Manafort desperately needed a new client — preferably who was open to the idea of shady business transactions. Comrade Trump, who had his own Russian connections, needed a campaign manager. Bingo. It’s no coincidence that once Manafort joined the Trump campaign, the GOP platform on support for Ukraine changed.

(Photo by Alex Wong)

Let me say it again. Paul Manafort has spent his life working for the worst people in the world, and he got rich doing it. He may not have personally tortured anybody or raped anybody or mutilated anybody or kidnapped anybody or murdered anybody, but he willingly, knowingly, and effectively worked for people who did.

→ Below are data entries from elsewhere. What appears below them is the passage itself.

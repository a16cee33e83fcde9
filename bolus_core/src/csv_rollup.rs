//! CSV rollup functionality for archiving the insulin entry log.
//!
//! This module implements atomic WAL-to-CSV conversion with proper error handling
//! to prevent data loss. The archive stays part of the readable history, so
//! rolled-up doses keep counting toward insulin on board.

use crate::{EntrySource, Error, InsulinEntry, InsulinType, Result};
use chrono::{DateTime, Utc};
use serde::{Deserialize, Serialize};
use std::fs::OpenOptions;
use std::path::Path;
use uuid::Uuid;

/// A row in the CSV archive
#[derive(Debug, Serialize, Deserialize)]
struct CsvRow {
    id: String,
    timestamp: String,
    units: f64,
    insulin_type: InsulinType,
    source: EntrySource,
}

impl From<&InsulinEntry> for CsvRow {
    fn from(entry: &InsulinEntry) -> Self {
        CsvRow {
            id: entry.id.to_string(),
            timestamp: entry.timestamp.to_rfc3339(),
            units: entry.units,
            insulin_type: entry.insulin_type,
            source: entry.source,
        }
    }
}

impl TryFrom<CsvRow> for InsulinEntry {
    type Error = Error;

    fn try_from(row: CsvRow) -> Result<Self> {
        let id = Uuid::parse_str(&row.id)
            .map_err(|e| Error::Store(format!("Invalid UUID '{}': {}", row.id, e)))?;

        let timestamp = DateTime::parse_from_rfc3339(&row.timestamp)
            .map_err(|e| Error::Store(format!("Invalid timestamp '{}': {}", row.timestamp, e)))?
            .with_timezone(&Utc);

        Ok(InsulinEntry {
            id,
            timestamp,
            units: row.units,
            insulin_type: row.insulin_type,
            source: row.source,
        })
    }
}

/// Read every entry from the CSV archive
///
/// A malformed row fails the whole read for the same reason a corrupted
/// WAL line does.
pub fn read_archived_entries(path: &Path) -> Result<Vec<InsulinEntry>> {
    let mut reader = csv::ReaderBuilder::new().has_headers(true).from_path(path)?;

    let mut entries = Vec::new();
    for (row_num, result) in reader.deserialize::<CsvRow>().enumerate() {
        let row = result?;
        let entry = InsulinEntry::try_from(row).map_err(|e| match e {
            Error::Store(msg) => Error::Store(format!("archive row {}: {}", row_num + 1, msg)),
            other => other,
        })?;
        entries.push(entry);
    }

    tracing::debug!("Read {} entries from CSV archive", entries.len());
    Ok(entries)
}

/// Roll up WAL entries into CSV and archive the WAL atomically
///
/// This function:
/// 1. Reads all entries from the WAL
/// 2. Appends them to the CSV file (creates with headers if needed)
/// 3. Syncs the CSV to disk
/// 4. Renames the WAL to .processed
/// 5. Returns the number of entries processed
///
/// # Safety
/// - CSV is fsynced before WAL is renamed
/// - WAL is renamed (not deleted) to allow manual recovery if needed
pub fn entries_to_csv_and_archive(wal_path: &Path, csv_path: &Path) -> Result<usize> {
    let entries = crate::store::read_entries(wal_path)?;

    if entries.is_empty() {
        tracing::info!("No entries in WAL to roll up");
        return Ok(0);
    }

    // Ensure parent directory exists
    if let Some(parent) = csv_path.parent() {
        std::fs::create_dir_all(parent)?;
    }

    let file = OpenOptions::new()
        .create(true)
        .append(true)
        .open(csv_path)?;

    // Only a fresh archive gets a header row
    let needs_headers = file.metadata()?.len() == 0;

    let mut writer = csv::WriterBuilder::new()
        .has_headers(needs_headers)
        .from_writer(file);

    for entry in &entries {
        writer.serialize(CsvRow::from(entry))?;
    }

    // Flush and sync to disk
    writer.flush()?;
    let file = writer
        .into_inner()
        .map_err(|e| std::io::Error::new(std::io::ErrorKind::Other, e.to_string()))?;
    file.sync_all()?;

    tracing::info!("Wrote {} entries to CSV", entries.len());

    let processed_path = wal_path.with_extension("wal.processed");
    std::fs::rename(wal_path, &processed_path)?;

    tracing::info!("Archived WAL to {:?}", processed_path);

    Ok(entries.len())
}

/// Clean up old processed WAL files
///
/// This removes all .wal.processed files in the given directory.
pub fn cleanup_processed_wals(dir: &Path) -> Result<usize> {
    if !dir.exists() {
        return Ok(0);
    }

    let mut count = 0;
    for entry in std::fs::read_dir(dir)? {
        let path = entry?.path();

        if path.extension().map_or(false, |ext| ext == "processed") {
            std::fs::remove_file(&path)?;
            tracing::debug!("Removed processed WAL: {:?}", path);
            count += 1;
        }
    }

    if count > 0 {
        tracing::info!("Cleaned up {} processed WAL files", count);
    }

    Ok(count)
}

#[cfg(test)]
mod tests {
    use super::*;
    use crate::store::{EntryStore, JsonlEntryStore};
    use chrono::{Duration, TimeZone};
    use std::fs::File;

    fn now() -> DateTime<Utc> {
        Utc.with_ymd_and_hms(2024, 5, 1, 12, 0, 0).unwrap()
    }

    fn create_test_entry(units: f64, minutes_ago: i64) -> InsulinEntry {
        InsulinEntry::new(
            now() - Duration::minutes(minutes_ago),
            units,
            InsulinType::Rapid,
            EntrySource::Calculator,
        )
    }

    #[test]
    fn test_rollup_creates_csv_and_archives_wal() {
        let temp_dir = tempfile::tempdir().unwrap();
        let mut store = JsonlEntryStore::in_data_dir(temp_dir.path());
        for i in 0..3 {
            store
                .append_insulin_entry(&create_test_entry(1.0 + i as f64, 30))
                .unwrap();
        }

        let count = entries_to_csv_and_archive(store.wal_path(), store.csv_path()).unwrap();
        assert_eq!(count, 3);

        assert!(store.csv_path().exists());
        assert!(!store.wal_path().exists());
        assert!(store.wal_path().with_extension("wal.processed").exists());
    }

    #[test]
    fn test_archived_entries_still_listed_in_order() {
        let temp_dir = tempfile::tempdir().unwrap();
        let mut store = JsonlEntryStore::in_data_dir(temp_dir.path());

        let first = create_test_entry(2.5, 90);
        store.append_insulin_entry(&first).unwrap();
        entries_to_csv_and_archive(store.wal_path(), store.csv_path()).unwrap();

        let second = create_test_entry(1.5, 10);
        store.append_insulin_entry(&second).unwrap();

        let entries = store
            .list_insulin_entries(now() - Duration::hours(4))
            .unwrap();
        assert_eq!(entries, vec![first, second]);
    }

    #[test]
    fn test_rollup_appends_without_duplicate_header() {
        let temp_dir = tempfile::tempdir().unwrap();
        let mut store = JsonlEntryStore::in_data_dir(temp_dir.path());

        store.append_insulin_entry(&create_test_entry(1.0, 20)).unwrap();
        assert_eq!(
            entries_to_csv_and_archive(store.wal_path(), store.csv_path()).unwrap(),
            1
        );

        store.append_insulin_entry(&create_test_entry(2.0, 10)).unwrap();
        assert_eq!(
            entries_to_csv_and_archive(store.wal_path(), store.csv_path()).unwrap(),
            1
        );

        let archived = read_archived_entries(store.csv_path()).unwrap();
        assert_eq!(archived.len(), 2);
    }

    #[test]
    fn test_empty_wal() {
        let temp_dir = tempfile::tempdir().unwrap();
        let wal_path = temp_dir.path().join("empty.wal");
        let csv_path = temp_dir.path().join("entries.csv");

        File::create(&wal_path).unwrap();

        let count = entries_to_csv_and_archive(&wal_path, &csv_path).unwrap();
        assert_eq!(count, 0);
        assert!(!csv_path.exists());
    }

    #[test]
    fn test_malformed_archive_row_is_an_error() {
        let temp_dir = tempfile::tempdir().unwrap();
        let csv_path = temp_dir.path().join("entries.csv");
        std::fs::write(
            &csv_path,
            "id,timestamp,units,insulin_type,source\nnot-a-uuid,2024-05-01T10:00:00Z,2.0,rapid,manual\n",
        )
        .unwrap();

        let err = read_archived_entries(&csv_path).unwrap_err();
        assert!(matches!(err, Error::Store(_)));
    }

    #[test]
    fn test_cleanup_processed_wals() {
        let temp_dir = tempfile::tempdir().unwrap();

        File::create(temp_dir.path().join("s1.wal.processed")).unwrap();
        File::create(temp_dir.path().join("s2.wal.processed")).unwrap();
        File::create(temp_dir.path().join("keep.wal")).unwrap();

        let count = cleanup_processed_wals(temp_dir.path()).unwrap();
        assert_eq!(count, 2);

        assert!(!temp_dir.path().join("s1.wal.processed").exists());
        assert!(temp_dir.path().join("keep.wal").exists());
    }
}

Judge T.S. Ellis had to know this about Manafort when he sentenced him to 47 months (with credit for time served). He had to know this about Manafort when he claimed Manafort “has lived an otherwise blameless life.” Ellis had to know all this. But let’s face it — Ellis belongs to the same culture as Manafort. He was appointed to the bench by Ronald Reagan, who was also one of Manafort’s early clients. But before his judicial appointment, Ellis worked for the firm of Hunton and Williams, who made billions of dollars facilitating the corporate practice of outsourcing and offshoring. Ellis, I’m sure, feels he himself has lived an otherwise blameless life.

There’s a lot of blamelessness going on in the world. It just isn’t evenly distributed.

Addendum: The same applies to Roger Stone, by the way. The Stone in Black, Manafort, Stone, and Kelly is Roger.